▶ [ACTIVITY]: Please tally the lines in the material below that contain the word "with", and give the count only.

▶ [RECORD EXTRACTS]:
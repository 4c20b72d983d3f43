//! Session registry - who is connected, in which order, with which role

use std::sync::atomic::{AtomicU64, Ordering};

use dashmap::DashMap;
use parking_lot::Mutex;
use serde::{Deserialize, Serialize};
use tracing::{debug, info, warn};

use super::ParticipantId;
use crate::replication::{ReplicatedCell, ReplicationBus, ReplicationError, Role};
use crate::util::time::unix_millis;

/// Role of a participant in the session
#[derive(Debug, Clone, Copy, PartialEq, Eq, Serialize, Deserialize)]
#[serde(rename_all = "snake_case")]
pub enum AuthorityRole {
    /// The participant co-located with the server; always takes spawn slot 0
    Host,
    Remote,
}

/// A connected participant
#[derive(Debug, Clone, Serialize)]
pub struct Participant {
    pub id: ParticipantId,
    pub label: String,
    pub role: AuthorityRole,
    /// Connection order, used for deterministic slot assignment
    pub joined_seq: u64,
    pub joined_at: u64,
}

impl Participant {
    pub fn is_host(&self) -> bool {
        self.role == AuthorityRole::Host
    }
}

/// Membership errors
#[derive(Debug, thiserror::Error)]
pub enum SessionError {
    #[error("{operation} requires the server role")]
    AuthorityViolation { operation: &'static str },

    #[error("participant {0} is already connected")]
    DuplicateParticipant(ParticipantId),

    #[error("participant {existing} is already the host")]
    HostAlreadyPresent { existing: ParticipantId },

    #[error("participant {0} is not connected")]
    UnknownParticipant(ParticipantId),

    #[error(transparent)]
    Replication(#[from] ReplicationError),
}

/// Name of the replicated ready flag of `id`
pub fn ready_cell_name(id: ParticipantId) -> String {
    format!("session.{}.ready", id)
}

struct Member {
    participant: Participant,
    ready: ReplicatedCell<bool>,
}

/// Set of connected participants with O(1) membership operations
pub struct SessionRegistry {
    bus: ReplicationBus,
    members: DashMap<ParticipantId, Member>,
    /// Guards the single-host invariant across concurrent joins
    host: Mutex<Option<ParticipantId>>,
    next_seq: AtomicU64,
}

impl SessionRegistry {
    pub fn new(bus: ReplicationBus) -> Self {
        Self {
            bus,
            members: DashMap::new(),
            host: Mutex::new(None),
            next_seq: AtomicU64::new(0),
        }
    }

    fn ensure_server(&self, operation: &'static str) -> Result<(), SessionError> {
        if self.bus.role() == Role::Server {
            return Ok(());
        }
        warn!(operation, "Rejected membership change from non-server role");
        Err(SessionError::AuthorityViolation { operation })
    }

    /// Register a new connection
    pub fn on_join(
        &self,
        id: ParticipantId,
        label: impl Into<String>,
        role: AuthorityRole,
    ) -> Result<Participant, SessionError> {
        self.ensure_server("join")?;
        let mut host = self.host.lock();

        if self.members.contains_key(&id) {
            warn!(participant_id = %id, "Participant already connected");
            return Err(SessionError::DuplicateParticipant(id));
        }

        if role == AuthorityRole::Host {
            if let Some(existing) = *host {
                warn!(participant_id = %id, host_id = %existing, "Rejected second host");
                return Err(SessionError::HostAlreadyPresent { existing });
            }
        }

        let ready = self.bus.cell(ready_cell_name(id), false)?;
        if role == AuthorityRole::Host {
            *host = Some(id);
        }

        let participant = Participant {
            id,
            label: label.into(),
            role,
            joined_seq: self.next_seq.fetch_add(1, Ordering::Relaxed),
            joined_at: unix_millis(),
        };
        self.members.insert(
            id,
            Member {
                participant: participant.clone(),
                ready,
            },
        );

        info!(
            participant_id = %id,
            role = ?role,
            participant_count = self.members.len(),
            "Participant joined"
        );
        Ok(participant)
    }

    /// Remove a connection and retire its ready flag
    pub fn on_leave(&self, id: ParticipantId) -> Result<Participant, SessionError> {
        self.ensure_server("leave")?;
        let mut host = self.host.lock();
        let Some((_, member)) = self.members.remove(&id) else {
            debug!(participant_id = %id, "Leave for unknown participant");
            return Err(SessionError::UnknownParticipant(id));
        };
        if *host == Some(id) {
            *host = None;
        }
        member.ready.retire();

        info!(
            participant_id = %id,
            participant_count = self.members.len(),
            "Participant left"
        );
        Ok(member.participant)
    }

    /// Mark a participant (un)ready for the next admission; true if the flag changed
    pub fn set_ready(&self, id: ParticipantId, ready: bool) -> Result<bool, SessionError> {
        self.ensure_server("set ready")?;
        let member = self
            .members
            .get(&id)
            .ok_or(SessionError::UnknownParticipant(id))?;
        let changed = member.ready.set(ready)?;
        if changed {
            info!(participant_id = %id, ready, "Readiness changed");
        }
        Ok(changed)
    }

    /// Clear every ready flag; admission consumes readiness
    pub fn clear_ready(&self) -> Result<(), SessionError> {
        self.ensure_server("clear ready")?;
        for member in self.members.iter() {
            member.ready.set(false)?;
        }
        Ok(())
    }

    pub fn is_ready(&self, id: ParticipantId) -> bool {
        self.members.get(&id).is_some_and(|m| m.ready.get())
    }

    /// Connected participants that have not readied up, in admission order
    pub fn not_ready(&self) -> Vec<ParticipantId> {
        self.ordered()
            .into_iter()
            .map(|p| p.id)
            .filter(|id| !self.is_ready(*id))
            .collect()
    }

    pub fn contains(&self, id: ParticipantId) -> bool {
        self.members.contains_key(&id)
    }

    pub fn get(&self, id: ParticipantId) -> Option<Participant> {
        self.members.get(&id).map(|m| m.participant.clone())
    }

    pub fn len(&self) -> usize {
        self.members.len()
    }

    pub fn is_empty(&self) -> bool {
        self.members.is_empty()
    }

    pub fn host(&self) -> Option<ParticipantId> {
        *self.host.lock()
    }

    /// Participants in admission order: host first, then remotes by connection order
    pub fn ordered(&self) -> Vec<Participant> {
        let mut participants: Vec<Participant> = self
            .members
            .iter()
            .map(|m| m.participant.clone())
            .collect();
        participants.sort_by_key(|p| (!p.is_host(), p.joined_seq));
        participants
    }
}

#[cfg(test)]
mod tests {
    use super::*;
    use std::collections::HashSet;
    use tokio_test::{assert_err, assert_ok};

    fn registry() -> SessionRegistry {
        SessionRegistry::new(ReplicationBus::new(Role::Server))
    }

    #[test]
    fn test_join_and_leave_track_membership() {
        let registry = registry();
        registry
            .on_join(ParticipantId(1), "Host", AuthorityRole::Host)
            .unwrap();
        registry
            .on_join(ParticipantId(2), "Player 2", AuthorityRole::Remote)
            .unwrap();

        assert_eq!(registry.len(), 2);
        assert!(registry.contains(ParticipantId(2)));

        let left = registry.on_leave(ParticipantId(2)).unwrap();
        assert_eq!(left.label, "Player 2");
        assert!(!registry.contains(ParticipantId(2)));
        assert!(matches!(
            registry.on_leave(ParticipantId(2)),
            Err(SessionError::UnknownParticipant(ParticipantId(2)))
        ));
    }

    #[test]
    fn test_duplicate_join_is_rejected() {
        let registry = registry();
        assert_ok!(registry.on_join(ParticipantId(5), "A", AuthorityRole::Remote));
        let err = assert_err!(registry.on_join(ParticipantId(5), "A again", AuthorityRole::Remote));

        assert!(matches!(err, SessionError::DuplicateParticipant(ParticipantId(5))));
        assert_eq!(registry.len(), 1);
        assert_eq!(registry.get(ParticipantId(5)).unwrap().label, "A");
    }

    #[test]
    fn test_only_one_host_at_a_time() {
        let registry = registry();
        registry
            .on_join(ParticipantId(1), "Host", AuthorityRole::Host)
            .unwrap();
        let err = registry
            .on_join(ParticipantId(2), "Other", AuthorityRole::Host)
            .unwrap_err();
        assert!(matches!(
            err,
            SessionError::HostAlreadyPresent {
                existing: ParticipantId(1)
            }
        ));
        assert!(!registry.contains(ParticipantId(2)));

        registry.on_leave(ParticipantId(1)).unwrap();
        assert_eq!(registry.host(), None);
        registry
            .on_join(ParticipantId(2), "Other", AuthorityRole::Host)
            .unwrap();
        assert_eq!(registry.host(), Some(ParticipantId(2)));
    }

    #[test]
    fn test_ordered_puts_host_first_then_connection_order() {
        let registry = registry();
        registry
            .on_join(ParticipantId(30), "C", AuthorityRole::Remote)
            .unwrap();
        registry
            .on_join(ParticipantId(10), "A", AuthorityRole::Remote)
            .unwrap();
        registry
            .on_join(ParticipantId(20), "Host", AuthorityRole::Host)
            .unwrap();

        let ids: Vec<ParticipantId> = registry.ordered().iter().map(|p| p.id).collect();
        assert_eq!(ids, vec![ParticipantId(20), ParticipantId(30), ParticipantId(10)]);
    }

    #[test]
    fn test_client_role_cannot_change_membership() {
        let registry = SessionRegistry::new(ReplicationBus::new(Role::Client));

        let err = assert_err!(registry.on_join(ParticipantId(1), "A", AuthorityRole::Host));
        assert!(matches!(err, SessionError::AuthorityViolation { .. }));
        assert!(registry.is_empty());
        assert_eq!(registry.host(), None);

        assert!(matches!(
            registry.on_leave(ParticipantId(1)),
            Err(SessionError::AuthorityViolation { .. })
        ));
        assert!(matches!(
            registry.set_ready(ParticipantId(1), true),
            Err(SessionError::AuthorityViolation { .. })
        ));
    }

    #[test]
    fn test_ready_flags_are_replicated_and_cleared() {
        let bus = ReplicationBus::new(Role::Server);
        let registry = SessionRegistry::new(bus.clone());
        registry
            .on_join(ParticipantId(1), "Host", AuthorityRole::Host)
            .unwrap();
        registry
            .on_join(ParticipantId(2), "B", AuthorityRole::Remote)
            .unwrap();
        assert_eq!(registry.not_ready(), vec![ParticipantId(1), ParticipantId(2)]);

        assert!(registry.set_ready(ParticipantId(2), true).unwrap());
        assert!(!registry.set_ready(ParticipantId(2), true).unwrap());
        assert_eq!(registry.not_ready(), vec![ParticipantId(1)]);

        let cell = ready_cell_name(ParticipantId(2));
        let published = bus
            .snapshot()
            .into_iter()
            .find(|envelope| envelope.cell_name() == Some(cell.as_str()));
        assert!(published.is_some());

        registry.clear_ready().unwrap();
        assert!(!registry.is_ready(ParticipantId(2)));

        registry.on_leave(ParticipantId(2)).unwrap();
        assert!(bus
            .snapshot()
            .iter()
            .all(|envelope| envelope.cell_name() != Some(cell.as_str())));
        assert!(matches!(
            registry.set_ready(ParticipantId(2), true),
            Err(SessionError::UnknownParticipant(ParticipantId(2)))
        ));
    }

    #[test]
    fn test_membership_matches_connected_set_over_event_sequence() {
        let registry = registry();
        let mut connected = HashSet::new();

        // Scripted churn including duplicate joins and leaves of absent ids.
        let script: &[(bool, u64)] = &[
            (true, 1),
            (true, 2),
            (true, 2),
            (false, 3),
            (true, 3),
            (false, 1),
            (true, 4),
            (false, 1),
            (true, 1),
            (false, 2),
            (false, 4),
            (true, 5),
        ];

        for &(join, raw) in script {
            let id = ParticipantId(raw);
            if join {
                let accepted = registry.on_join(id, "p", AuthorityRole::Remote).is_ok();
                assert_eq!(accepted, connected.insert(id));
            } else {
                let removed = registry.on_leave(id).is_ok();
                assert_eq!(removed, connected.remove(&id));
            }

            let members: HashSet<ParticipantId> =
                registry.ordered().iter().map(|p| p.id).collect();
            assert_eq!(members, connected);
            assert_eq!(registry.len(), connected.len());
        }
    }
}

▶ [ANSWER TO THIS PROBLEM]: 3